Ser indiferente é, numa sociedade democrática, perigoso, porque se está especialmente vulnerável às manipulações. E é por isso que uma das mais relevantes missões dos que se opõem ao processo de liberalização em curso é mobilizar e acordar os indiferentes.
Mas a questão decide-se nos que perceberam o que está em causa. E entre estes, no que faz com que se saiba o que está em causa e se determine a ser a favor ou contra.
Os que são a favor são-no, não pelas razões explícitas, mas pelas implícitas. E é aí que quero incidir a minha atenção.
Os que sabem o que está em causa e são a favor da liberalização ocultaram, desde o início, as verdadeiras razões, invocando razões que sabiam mobilizar os indiferentes.
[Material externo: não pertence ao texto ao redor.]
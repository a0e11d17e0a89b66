use draglist::ItemKey;

use crate::key::KeyMap;
use crate::{Easing, Tween};

/// The interpolation service a render layer animates item offsets with.
///
/// The engine never computes intermediate frames itself: it only hands out targets through
/// [`Animator::set_target`] and reads the current value back with [`Animator::sample`].
/// Springs, tweens or a platform animation API can all sit behind this trait.
pub trait Animator<K> {
    /// Moves the destination for `id`. Implementations continue from the current value so
    /// that retargeting mid-flight does not jump.
    fn set_target(&mut self, id: &K, value: f32, now_ms: u64);

    /// Current animated value for `id`, `None` when it never had a target.
    fn sample(&self, id: &K, now_ms: u64) -> Option<f32>;

    /// Whether any value is still moving.
    fn is_animating(&self, now_ms: u64) -> bool;

    /// Drops state for ids that `keep` rejects.
    fn retain(&mut self, keep: &dyn Fn(&K) -> bool);
}

/// Configuration for [`TweenAnimator`].
#[derive(Clone, Copy, Debug, PartialEq, Eq)]
#[cfg_attr(feature = "serde", derive(serde::Serialize, serde::Deserialize))]
pub struct AnimatorOptions {
    pub duration_ms: u64,
    pub easing: Easing,
}

impl Default for AnimatorOptions {
    fn default() -> Self {
        Self {
            duration_ms: 240,
            easing: Easing::SmoothStep,
        }
    }
}

impl AnimatorOptions {
    pub fn with_duration_ms(mut self, duration_ms: u64) -> Self {
        self.duration_ms = duration_ms;
        self
    }

    pub fn with_easing(mut self, easing: Easing) -> Self {
        self.easing = easing;
        self
    }
}

/// An [`Animator`] backed by one [`Tween`] per id.
///
/// The first target an id receives is applied immediately; later targets retarget the
/// running tween from its current sample.
#[derive(Clone, Debug)]
pub struct TweenAnimator<K> {
    options: AnimatorOptions,
    tweens: KeyMap<K, Tween>,
}

impl<K: ItemKey> Default for TweenAnimator<K> {
    fn default() -> Self {
        Self::new(AnimatorOptions::default())
    }
}

impl<K: ItemKey> TweenAnimator<K> {
    pub fn new(options: AnimatorOptions) -> Self {
        Self {
            options,
            tweens: KeyMap::new(),
        }
    }

    pub fn options(&self) -> AnimatorOptions {
        self.options
    }

    pub fn set_options(&mut self, options: AnimatorOptions) {
        self.options = options;
    }

    pub fn tween(&self, id: &K) -> Option<&Tween> {
        self.tweens.get(id)
    }

    pub fn len(&self) -> usize {
        self.tweens.len()
    }

    pub fn is_empty(&self) -> bool {
        self.tweens.is_empty()
    }
}

impl<K: ItemKey> Animator<K> for TweenAnimator<K> {
    fn set_target(&mut self, id: &K, value: f32, now_ms: u64) {
        match self.tweens.get_mut(id) {
            Some(tween) if tween.to == value => {}
            Some(tween) => tween.retarget(now_ms, value, self.options.duration_ms),
            None => {
                self.tweens
                    .insert(id.clone(), Tween::settled(value, now_ms, self.options.easing));
            }
        }
    }

    fn sample(&self, id: &K, now_ms: u64) -> Option<f32> {
        self.tweens.get(id).map(|t| t.sample(now_ms))
    }

    fn is_animating(&self, now_ms: u64) -> bool {
        self.tweens.values().any(|t| !t.is_done(now_ms))
    }

    fn retain(&mut self, keep: &dyn Fn(&K) -> bool) {
        self.tweens.retain(|k, _| keep(k));
    }
}
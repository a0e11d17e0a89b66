use alloc::vec::Vec;

use crate::key::ItemKey;
use crate::{DragState, LayoutResult, TargetOffset};

/// Emits one [`TargetOffset`] per id, in the given order, without allocating.
///
/// The resting offset comes from `layout`; ids the layout does not know yet (it may be
/// stale after the item set changed) fall back to `previous(id)` and then to `0.0`. The
/// active item of a running drag additionally gets the accumulated drag distance.
///
/// Order is never changed here: overlapping offsets plus [`TargetOffset::z_index`] are the
/// only visual reordering.
pub fn for_each_target<'a, K>(
    ids: impl IntoIterator<Item = &'a K>,
    layout: &LayoutResult<K>,
    drag: &DragState<K>,
    mut previous: impl FnMut(&K) -> Option<f32>,
    mut f: impl FnMut(TargetOffset<K>),
) where
    K: ItemKey + 'a,
{
    for id in ids {
        let resting = layout.offset(id).or_else(|| previous(id)).unwrap_or(0.0);
        let (top, is_active) = match drag.displacement_of(id) {
            Some(distance) => (resting + distance, true),
            None => (resting, false),
        };
        f(TargetOffset {
            id: id.clone(),
            top,
            is_active,
        });
    }
}

/// Collects targets into `out` (clears `out` first).
///
/// Convenience wrapper around [`for_each_target`]; adapters that render every frame should
/// reuse the same buffer.
pub fn collect_targets<'a, K>(
    ids: impl IntoIterator<Item = &'a K>,
    layout: &LayoutResult<K>,
    drag: &DragState<K>,
    previous: impl FnMut(&K) -> Option<f32>,
    out: &mut Vec<TargetOffset<K>>,
) where
    K: ItemKey + 'a,
{
    out.clear();
    for_each_target(ids, layout, drag, previous, |t| out.push(t));
}
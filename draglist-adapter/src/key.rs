#[cfg(not(feature = "std"))]
use alloc::collections::BTreeMap;
#[cfg(feature = "std")]
use std::collections::HashMap;

#[cfg(feature = "std")]
pub(crate) type KeyMap<K, V> = HashMap<K, V>;
#[cfg(not(feature = "std"))]
pub(crate) type KeyMap<K, V> = BTreeMap<K, V>;
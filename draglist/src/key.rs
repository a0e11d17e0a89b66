#[cfg(not(feature = "std"))]
use alloc::collections::{BTreeMap, BTreeSet};
#[cfg(feature = "std")]
use std::collections::{HashMap, HashSet};

#[cfg(feature = "std")]
pub(crate) type KeyMap<K, V> = HashMap<K, V>;
#[cfg(not(feature = "std"))]
pub(crate) type KeyMap<K, V> = BTreeMap<K, V>;

#[cfg(feature = "std")]
pub(crate) type KeySet<K> = HashSet<K>;
#[cfg(not(feature = "std"))]
pub(crate) type KeySet<K> = BTreeSet<K>;

/// Bound for item ids.
///
/// With `std` ids are hashed; without it they are ordered.
#[cfg(feature = "std")]
pub trait ItemKey: core::hash::Hash + Eq + Clone {}
#[cfg(feature = "std")]
impl<K: core::hash::Hash + Eq + Clone> ItemKey for K {}

#[cfg(not(feature = "std"))]
pub trait ItemKey: Ord + Clone {}
#[cfg(not(feature = "std"))]
impl<K: Ord + Clone> ItemKey for K {}
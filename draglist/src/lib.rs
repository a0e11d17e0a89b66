//! A headless layout and drag reconciliation engine for reorderable lists.
//!
//! For animation and render-layer glue (tweens, the animation service contract), see the
//! `draglist-adapter` crate.
//!
//! The engine turns two asynchronous input streams into one output stream:
//! - measured item heights, reported by a render layer whenever a box settles or resizes
//! - pointer drag events (start, move, end) for a single vertical pointer
//!
//! and produces, per item and in list order, the vertical offset an animation primitive
//! should converge toward. Resting offsets are prefix sums over measured heights and are
//! only recomputed once every listed item has been measured; until then the previous
//! layout stays in effect. The dragged item additionally follows the accumulated pointer
//! distance.
//!
//! It is UI-agnostic. A TUI/GUI layer is expected to provide:
//! - the ordered item sequence
//! - measured heights
//! - pointer events
#![cfg_attr(not(feature = "std"), no_std)]
#![forbid(unsafe_code)]

extern crate alloc;

#[cfg(test)]
extern crate std;

#[macro_use]
mod macros;

mod controller;
mod drag;
mod error;
mod key;
mod layout;
mod mapper;
mod options;
mod registry;
mod state;
mod types;


pub use controller::ListController;
pub use drag::{DragSession, DragState};
pub use error::{ConfigurationError, ValidationError};
pub use key::ItemKey;
pub use layout::{LayoutCalculator, LayoutResult};
pub use mapper::{collect_targets, for_each_target};
pub use options::{ListOptions, OnChangeCallback};
pub use registry::HeightRegistry;
pub use state::ListSnapshot;
pub use types::{DragPhase, Item, Recorded, TargetOffset};
use crate::DragPhase;

/// Snapshot of a drag session.
///
/// `accumulated_distance` is the signed sum of per-move deltas since the session started,
/// i.e. the live displacement of the active item.
#[derive(Clone, Debug, PartialEq)]
#[cfg_attr(feature = "serde", derive(serde::Serialize, serde::Deserialize))]
pub struct DragState<K> {
    pub phase: DragPhase,
    pub active_item: Option<K>,
    pub base_pointer_y: f32,
    pub last_pointer_y: f32,
    pub accumulated_distance: f32,
}

impl<K> Default for DragState<K> {
    fn default() -> Self {
        Self::idle()
    }
}

impl<K> DragState<K> {
    pub fn idle() -> Self {
        Self {
            phase: DragPhase::Idle,
            active_item: None,
            base_pointer_y: 0.0,
            last_pointer_y: 0.0,
            accumulated_distance: 0.0,
        }
    }

    pub fn is_dragging(&self) -> bool {
        self.phase == DragPhase::Dragging
    }

    /// Returns the live displacement for `id`: the accumulated distance when `id` is the
    /// active item of a running session, `None` otherwise.
    pub fn displacement_of(&self, id: &K) -> Option<f32>
    where
        K: PartialEq,
    {
        match (&self.phase, &self.active_item) {
            (DragPhase::Dragging, Some(active)) if active == id => Some(self.accumulated_distance),
            _ => None,
        }
    }
}

/// Two-state tracker (`Idle`, `Dragging`) for a single pointer's vertical drag.
///
/// Every transition is total: `move_to`/`end` while idle are no-ops, and `start` while
/// dragging begins a fresh session. A move that arrives after `end` therefore cannot
/// resurrect the session it belonged to.
#[derive(Clone, Debug)]
pub struct DragSession<K> {
    state: DragState<K>,
    generation: u64,
}

impl<K> Default for DragSession<K> {
    fn default() -> Self {
        Self::new()
    }
}

impl<K> DragSession<K> {
    pub fn new() -> Self {
        Self {
            state: DragState::idle(),
            generation: 0,
        }
    }

    pub fn state(&self) -> &DragState<K> {
        &self.state
    }

    pub fn phase(&self) -> DragPhase {
        self.state.phase
    }

    pub fn is_dragging(&self) -> bool {
        self.state.is_dragging()
    }

    pub fn active_item(&self) -> Option<&K> {
        self.state.active_item.as_ref()
    }

    pub fn accumulated_distance(&self) -> f32 {
        self.state.accumulated_distance
    }

    /// Number of sessions started so far. Each `start` opens a new generation.
    pub fn generation(&self) -> u64 {
        self.generation
    }

    /// Starts a session on `id`, replacing any running one.
    ///
    /// Returns `false` (and keeps the current state) for a non-finite pointer coordinate.
    pub fn start(&mut self, id: K, pointer_y: f32) -> bool {
        if !pointer_y.is_finite() {
            dwarn!(pointer_y, "DragSession::start: non-finite pointer coordinate");
            return false;
        }
        ddebug!(
            pointer_y,
            restarted = self.state.is_dragging(),
            generation = self.generation.wrapping_add(1),
            "DragSession::start"
        );
        self.generation = self.generation.wrapping_add(1);
        self.state = DragState {
            phase: DragPhase::Dragging,
            active_item: Some(id),
            base_pointer_y: pointer_y,
            last_pointer_y: pointer_y,
            accumulated_distance: 0.0,
        };
        true
    }

    /// Adds `pointer_y - last_pointer_y` to the accumulated distance.
    ///
    /// Returns the applied delta, or `None` when idle or when the coordinate is not finite.
    pub fn move_to(&mut self, pointer_y: f32) -> Option<f32> {
        if !self.state.is_dragging() {
            dtrace!(pointer_y, "DragSession::move_to: idle, ignored");
            return None;
        }
        if !pointer_y.is_finite() {
            dwarn!(pointer_y, "DragSession::move_to: non-finite pointer coordinate");
            return None;
        }
        let delta = pointer_y - self.state.last_pointer_y;
        self.state.accumulated_distance += delta;
        self.state.last_pointer_y = pointer_y;
        dtrace!(
            pointer_y,
            delta,
            distance = self.state.accumulated_distance,
            "DragSession::move_to"
        );
        Some(delta)
    }

    /// Ends the running session. Returns `false` when already idle.
    pub fn end(&mut self) -> bool {
        if !self.state.is_dragging() {
            return false;
        }
        ddebug!(
            distance = self.state.accumulated_distance,
            generation = self.generation,
            "DragSession::end"
        );
        self.state = DragState::idle();
        true
    }
}
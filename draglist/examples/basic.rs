// Example: measure three items, drag the middle one, release it.
use draglist::{Item, ListController};

fn print_targets(label: &str, c: &ListController<&'static str>) {
    let row: Vec<String> = c
        .targets()
        .iter()
        .map(|t| format!("{}={}{}", t.id, t.top, if t.is_active { "*" } else { "" }))
        .collect();
    println!("{label:>12}: {}", row.join(" "));
}

fn main() {
    let mut c = ListController::new(["A", "B", "C"].map(Item::from)).expect("ids are unique");
    print_targets("unmeasured", &c);

    // The render layer reports heights as boxes settle; nothing moves until all are known.
    c.on_height_measured(&"A", 50.0).expect("valid height");
    c.on_height_measured(&"C", 40.0).expect("valid height");
    print_targets("partial", &c);
    c.on_height_measured(&"B", 30.0).expect("valid height");
    print_targets("measured", &c);

    c.on_drag_start(&"B", 200.0);
    c.on_drag_move(&"B", 230.0);
    c.on_drag_move(&"B", 220.0);
    print_targets("dragging", &c);

    c.on_drag_end(&"B");
    // A pointer event racing the end is a no-op.
    c.on_drag_move(&"B", 400.0);
    print_targets("released", &c);
}
use crate::error::ConfigurationError;
use crate::key::{ItemKey, KeyMap};
use crate::HeightRegistry;

/// Resting offsets for one fully measured item sequence.
///
/// A result is only ever built whole by [`LayoutCalculator::compute`]; callers replace it
/// wholesale and never patch individual offsets.
#[derive(Clone, Debug)]
pub struct LayoutResult<K> {
    offsets: KeyMap<K, f32>,
    total: f32,
}

impl<K: ItemKey> Default for LayoutResult<K> {
    fn default() -> Self {
        Self::empty()
    }
}

impl<K: ItemKey> LayoutResult<K> {
    /// The result a list starts with before anything was measured.
    pub fn empty() -> Self {
        Self {
            offsets: KeyMap::new(),
            total: 0.0,
        }
    }

    pub fn offset(&self, id: &K) -> Option<f32> {
        self.offsets.get(id).copied()
    }

    pub fn contains(&self, id: &K) -> bool {
        self.offsets.contains_key(id)
    }

    pub fn len(&self) -> usize {
        self.offsets.len()
    }

    pub fn is_empty(&self) -> bool {
        self.offsets.is_empty()
    }

    /// Sum of all heights plus the gaps between them.
    pub fn total_height(&self) -> f32 {
        self.total
    }

    pub fn for_each(&self, mut f: impl FnMut(&K, f32)) {
        for (k, v) in self.offsets.iter() {
            f(k, *v);
        }
    }
}

/// Prefix sums over measured heights.
#[derive(Clone, Copy, Debug, Default, PartialEq)]
pub struct LayoutCalculator {
    gap: f32,
}

impl LayoutCalculator {
    pub fn new() -> Self {
        Self::default()
    }

    /// Space inserted between consecutive items. Non-finite or negative values are treated as 0.
    pub fn with_gap(gap: f32) -> Self {
        let gap = if gap.is_finite() { gap.max(0.0) } else { 0.0 };
        Self { gap }
    }

    pub fn gap(&self) -> f32 {
        self.gap
    }

    /// Computes resting offsets for `ids` in order.
    ///
    /// Returns `Ok(None)` when some id has no recorded height; the caller keeps whatever
    /// result it had. Duplicate ids are rejected even when coverage is incomplete.
    pub fn compute<'a, K, I>(
        &self,
        ids: I,
        registry: &HeightRegistry<K>,
    ) -> Result<Option<LayoutResult<K>>, ConfigurationError>
    where
        K: ItemKey + 'a,
        I: IntoIterator<Item = &'a K>,
        I::IntoIter: Clone,
    {
        let ids = ids.into_iter();
        ensure_unique_ids(ids.clone())?;

        let mut offsets = KeyMap::new();
        let mut running = 0.0f32;
        for (i, id) in ids.enumerate() {
            let Some(height) = registry.get(id) else {
                dtrace!(
                    index = i,
                    measured = registry.len(),
                    "LayoutCalculator::compute: incomplete coverage"
                );
                return Ok(None);
            };
            if i > 0 {
                running += self.gap;
            }
            offsets.insert(id.clone(), running);
            running += height;
        }

        ddebug!(count = offsets.len(), total = running, "LayoutCalculator::compute");
        Ok(Some(LayoutResult {
            offsets,
            total: running,
        }))
    }
}

/// Rejects sequences in which an id appears twice.
pub(crate) fn ensure_unique_ids<'a, K>(
    ids: impl IntoIterator<Item = &'a K>,
) -> Result<(), ConfigurationError>
where
    K: ItemKey + 'a,
{
    let mut positions: KeyMap<&K, usize> = KeyMap::new();
    for (i, id) in ids.into_iter().enumerate() {
        if let Some(&first) = positions.get(id) {
            return Err(ConfigurationError::DuplicateItemId {
                first,
                duplicate: i,
            });
        }
        positions.insert(id, i);
    }
    Ok(())
}
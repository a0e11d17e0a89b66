use alloc::sync::Arc;

use crate::ListController;

/// A callback fired after a state change that altered the derived target view.
pub type OnChangeCallback<K, C> = Arc<dyn Fn(&ListController<K, C>) + Send + Sync>;

/// Configuration for [`crate::ListController`].
///
/// Cheap to clone: the callback lives in an `Arc`.
pub struct ListOptions<K = alloc::string::String, C = ()> {
    /// Space between consecutive items. The first item still rests at offset 0.
    pub gap: f32,
    /// Optional change notification, coalesced inside [`ListController::batch_update`].
    pub on_change: Option<OnChangeCallback<K, C>>,
}

impl<K, C> Default for ListOptions<K, C> {
    fn default() -> Self {
        Self {
            gap: 0.0,
            on_change: None,
        }
    }
}

impl<K, C> Clone for ListOptions<K, C> {
    fn clone(&self) -> Self {
        Self {
            gap: self.gap,
            on_change: self.on_change.clone(),
        }
    }
}

impl<K, C> ListOptions<K, C> {
    pub fn new() -> Self {
        Self::default()
    }

    pub fn with_gap(mut self, gap: f32) -> Self {
        self.gap = gap;
        self
    }

    pub fn with_on_change(
        mut self,
        on_change: Option<impl Fn(&ListController<K, C>) + Send + Sync + 'static>,
    ) -> Self {
        self.on_change = on_change.map(|f| Arc::new(f) as _);
        self
    }
}

impl<K, C> core::fmt::Debug for ListOptions<K, C> {
    fn fmt(&self, f: &mut core::fmt::Formatter<'_>) -> core::fmt::Result {
        f.debug_struct("ListOptions")
            .field("gap", &self.gap)
            .field("on_change", &self.on_change.is_some())
            .finish()
    }
}
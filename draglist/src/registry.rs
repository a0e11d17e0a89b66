use crate::error::{ValidationError, validate_height};
use crate::key::{ItemKey, KeyMap, KeySet};
use crate::Recorded;

/// Last reported height per item id.
///
/// The registry knows the current item set: reports for ids outside it are ignored, and
/// [`HeightRegistry::prune`] both replaces the set and drops entries that left it, so an
/// entry never outlives its item.
#[derive(Clone, Debug)]
pub struct HeightRegistry<K> {
    members: KeySet<K>,
    heights: KeyMap<K, f32>,
}

impl<K: ItemKey> Default for HeightRegistry<K> {
    fn default() -> Self {
        Self::new()
    }
}

impl<K: ItemKey> HeightRegistry<K> {
    /// Creates a registry for an empty item set.
    pub fn new() -> Self {
        Self {
            members: KeySet::new(),
            heights: KeyMap::new(),
        }
    }

    pub fn with_items<'a>(ids: impl IntoIterator<Item = &'a K>) -> Self
    where
        K: 'a,
    {
        let mut r = Self::new();
        r.prune(ids);
        r
    }

    /// Upserts the height for `id`.
    ///
    /// Invalid heights are rejected before membership is checked.
    pub fn report(&mut self, id: &K, height: f32) -> Result<Recorded, ValidationError> {
        let height = validate_height(height)?;
        if !self.members.contains(id) {
            return Ok(Recorded::Ignored);
        }
        match self.heights.get_mut(id) {
            Some(cur) if *cur == height => Ok(Recorded::Unchanged),
            Some(cur) => {
                *cur = height;
                Ok(Recorded::Updated)
            }
            None => {
                self.heights.insert(id.clone(), height);
                Ok(Recorded::Inserted)
            }
        }
    }

    pub fn get(&self, id: &K) -> Option<f32> {
        self.heights.get(id).copied()
    }

    pub fn contains(&self, id: &K) -> bool {
        self.heights.contains_key(id)
    }

    pub fn is_member(&self, id: &K) -> bool {
        self.members.contains(id)
    }

    /// Returns whether every id in `ids` has a recorded height.
    ///
    /// This checks membership per id, never the entry count.
    pub fn coverage<'a>(&self, ids: impl IntoIterator<Item = &'a K>) -> bool
    where
        K: 'a,
    {
        ids.into_iter().all(|id| self.heights.contains_key(id))
    }

    /// Makes `ids` the current item set and drops entries for ids outside it.
    ///
    /// Returns the number of dropped entries.
    pub fn prune<'a>(&mut self, ids: impl IntoIterator<Item = &'a K>) -> usize
    where
        K: 'a,
    {
        self.members = ids.into_iter().cloned().collect();
        let before = self.heights.len();
        let members = &self.members;
        self.heights.retain(|k, _| members.contains(k));
        before - self.heights.len()
    }

    /// Number of recorded heights.
    pub fn len(&self) -> usize {
        self.heights.len()
    }

    pub fn is_empty(&self) -> bool {
        self.heights.is_empty()
    }

    pub fn for_each(&self, mut f: impl FnMut(&K, f32)) {
        for (k, v) in self.heights.iter() {
            f(k, *v);
        }
    }
}
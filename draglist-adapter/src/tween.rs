/// A small tween over one scalar, sampled by the adapter's frame clock.
#[derive(Clone, Copy, Debug, PartialEq)]
#[cfg_attr(feature = "serde", derive(serde::Serialize, serde::Deserialize))]
pub struct Tween {
    pub from: f32,
    pub to: f32,
    pub start_ms: u64,
    pub duration_ms: u64,
    pub easing: Easing,
}

impl Tween {
    pub fn new(from: f32, to: f32, start_ms: u64, duration_ms: u64, easing: Easing) -> Self {
        Self {
            from,
            to,
            start_ms,
            duration_ms: duration_ms.max(1),
            easing,
        }
    }

    /// A tween that is already at rest on `value`.
    pub fn settled(value: f32, now_ms: u64, easing: Easing) -> Self {
        Self::new(value, value, now_ms, 1, easing)
    }

    pub fn is_done(&self, now_ms: u64) -> bool {
        self.from == self.to || now_ms.saturating_sub(self.start_ms) >= self.duration_ms
    }

    pub fn sample(&self, now_ms: u64) -> f32 {
        if self.is_done(now_ms) {
            return self.to;
        }
        let elapsed = now_ms.saturating_sub(self.start_ms);
        let t = (elapsed as f32 / self.duration_ms as f32).clamp(0.0, 1.0);
        let eased = self.easing.sample(t);
        self.from + (self.to - self.from) * eased
    }

    /// Restarts toward `new_to` from wherever the tween currently is.
    pub fn retarget(&mut self, now_ms: u64, new_to: f32, duration_ms: u64) {
        let cur = self.sample(now_ms);
        *self = Self::new(cur, new_to, now_ms, duration_ms, self.easing);
    }
}

#[derive(Clone, Copy, Debug, Default, PartialEq, Eq)]
#[cfg_attr(feature = "serde", derive(serde::Serialize, serde::Deserialize))]
pub enum Easing {
    Linear,
    #[default]
    SmoothStep,
    EaseInOutCubic,
    EaseOutCubic,
}

impl Easing {
    pub fn sample(self, t: f32) -> f32 {
        match self {
            Self::Linear => t,
            Self::SmoothStep => t * t * (3.0 - 2.0 * t),
            Self::EaseInOutCubic => {
                if t < 0.5 {
                    4.0 * t * t * t
                } else {
                    let u = -2.0 * t + 2.0;
                    1.0 - (u * u * u) / 2.0
                }
            }
            Self::EaseOutCubic => {
                let u = 1.0 - t;
                1.0 - u * u * u
            }
        }
    }
}
//! Pin event broadcast.
//!
//! Events are fanned out to subscribers over a bounded broadcast channel.
//! A subscriber that falls behind by more than the buffer loses the oldest
//! events; emitting with no subscribers is not an error.

use std::sync::atomic::{AtomicU64, Ordering};
use std::sync::Arc;

use cairn_types::events::{PinEvent, PinEventKind};
use cairn_types::SubjectId;
use serde::{Deserialize, Serialize};
use tokio::sync::broadcast;

/// Filter for event subscriptions.
#[derive(Debug, Clone, Default, Serialize, Deserialize)]
pub struct EventFilter {
    /// Category filter: "billing", "replication".
    pub categories: Option<Vec<String>>,
    /// Only events for these subjects. Pool-level events always pass.
    pub subject_ids: Option<Vec<SubjectId>>,
}

impl EventFilter {
    /// Check if an event matches this filter.
    pub fn matches(&self, event: &PinEvent) -> bool {
        if let Some(ref categories) = self.categories {
            let category = event.kind.category();
            if !categories.iter().any(|c| c == category) {
                return false;
            }
        }

        if let (Some(subjects), Some(subject)) = (&self.subject_ids, event.subject_id) {
            if !subjects.contains(&subject) {
                return false;
            }
        }

        true
    }
}

/// Event bus for broadcasting pin events to subscribers.
#[derive(Clone)]
pub struct EventBus {
    sender: broadcast::Sender<PinEvent>,
    sequence: Arc<AtomicU64>,
}

impl EventBus {
    /// Create a new event bus with the given buffer capacity.
    pub fn new(capacity: usize) -> Self {
        let (sender, _) = broadcast::channel(capacity.max(1));
        Self {
            sender,
            sequence: Arc::new(AtomicU64::new(0)),
        }
    }

    /// Emit an event to all subscribers.
    pub fn emit(&self, event: PinEvent) {
        self.sequence.fetch_add(1, Ordering::SeqCst);
        // No subscribers is fine.
        let _ = self.sender.send(event);
    }

    /// Build and emit an event in one call.
    pub fn publish(
        &self,
        kind: PinEventKind,
        record: Option<&cairn_types::PinRequest>,
        timestamp: u64,
        payload: serde_json::Value,
    ) {
        self.emit(PinEvent {
            kind,
            cid: record.map(|r| r.cid.clone()),
            pin_id: record.map(|r| r.pin_id),
            subject_id: record.map(|r| r.subject_id),
            timestamp,
            payload,
        });
    }

    pub fn subscribe(&self) -> broadcast::Receiver<PinEvent> {
        self.sender.subscribe()
    }

    /// Number of events emitted so far.
    pub fn sequence(&self) -> u64 {
        self.sequence.load(Ordering::SeqCst)
    }
}

impl Default for EventBus {
    fn default() -> Self {
        Self::new(1000)
    }
}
Assim emergiu a ideia de que era preciso liberalizar o aborto (não lhe chamavam assim, no início; apenas ‘despenalização’ ou outros ‘eufemismos’) por compaixão para com as mulheres que, ao abortarem (como se abortar fosse uma obrigação que se lhes impunha e a que tinham de se submeter…), tinham de optar pela clandestinidade, a que se associaram sempre números que deveriam convencer os indiferentes da inevitabilidade de acabar com a dita ‘chaga’ do aborto clandestino a que se atribuía a causa dos efeitos desta prática........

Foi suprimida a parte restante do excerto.